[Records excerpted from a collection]
*** Begin section ***
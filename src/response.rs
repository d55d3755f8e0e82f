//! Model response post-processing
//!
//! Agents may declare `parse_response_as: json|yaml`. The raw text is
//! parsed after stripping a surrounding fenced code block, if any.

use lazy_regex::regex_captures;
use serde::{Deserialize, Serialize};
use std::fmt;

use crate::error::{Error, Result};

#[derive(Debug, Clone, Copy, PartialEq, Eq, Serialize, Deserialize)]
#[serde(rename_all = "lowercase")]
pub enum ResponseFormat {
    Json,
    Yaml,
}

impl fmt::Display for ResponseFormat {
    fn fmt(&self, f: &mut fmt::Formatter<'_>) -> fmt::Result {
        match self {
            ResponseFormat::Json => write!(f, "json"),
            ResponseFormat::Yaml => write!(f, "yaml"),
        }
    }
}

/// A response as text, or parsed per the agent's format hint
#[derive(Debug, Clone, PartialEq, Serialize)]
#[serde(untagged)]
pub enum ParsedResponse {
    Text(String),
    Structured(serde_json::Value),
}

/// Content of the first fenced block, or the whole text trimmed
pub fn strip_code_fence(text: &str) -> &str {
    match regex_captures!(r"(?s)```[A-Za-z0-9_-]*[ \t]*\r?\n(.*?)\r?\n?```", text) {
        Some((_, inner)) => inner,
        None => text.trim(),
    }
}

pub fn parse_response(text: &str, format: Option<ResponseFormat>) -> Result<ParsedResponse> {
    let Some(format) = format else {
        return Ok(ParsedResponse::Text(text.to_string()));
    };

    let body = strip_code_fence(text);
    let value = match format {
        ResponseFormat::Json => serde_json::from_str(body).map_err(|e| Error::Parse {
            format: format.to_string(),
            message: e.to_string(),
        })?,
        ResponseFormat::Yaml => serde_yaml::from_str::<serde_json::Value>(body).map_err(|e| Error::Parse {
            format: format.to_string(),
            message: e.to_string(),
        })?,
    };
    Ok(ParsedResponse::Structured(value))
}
*** End section ***
Work instruction – For each line above that includes the word "PartialEq", make a copy of that line.

Exercise result –
#[derive(Debug, Clone, Copy, PartialEq, Eq, Serialize, Deserialize)]
#[derive(Debug, Clone, PartialEq, Serialize)]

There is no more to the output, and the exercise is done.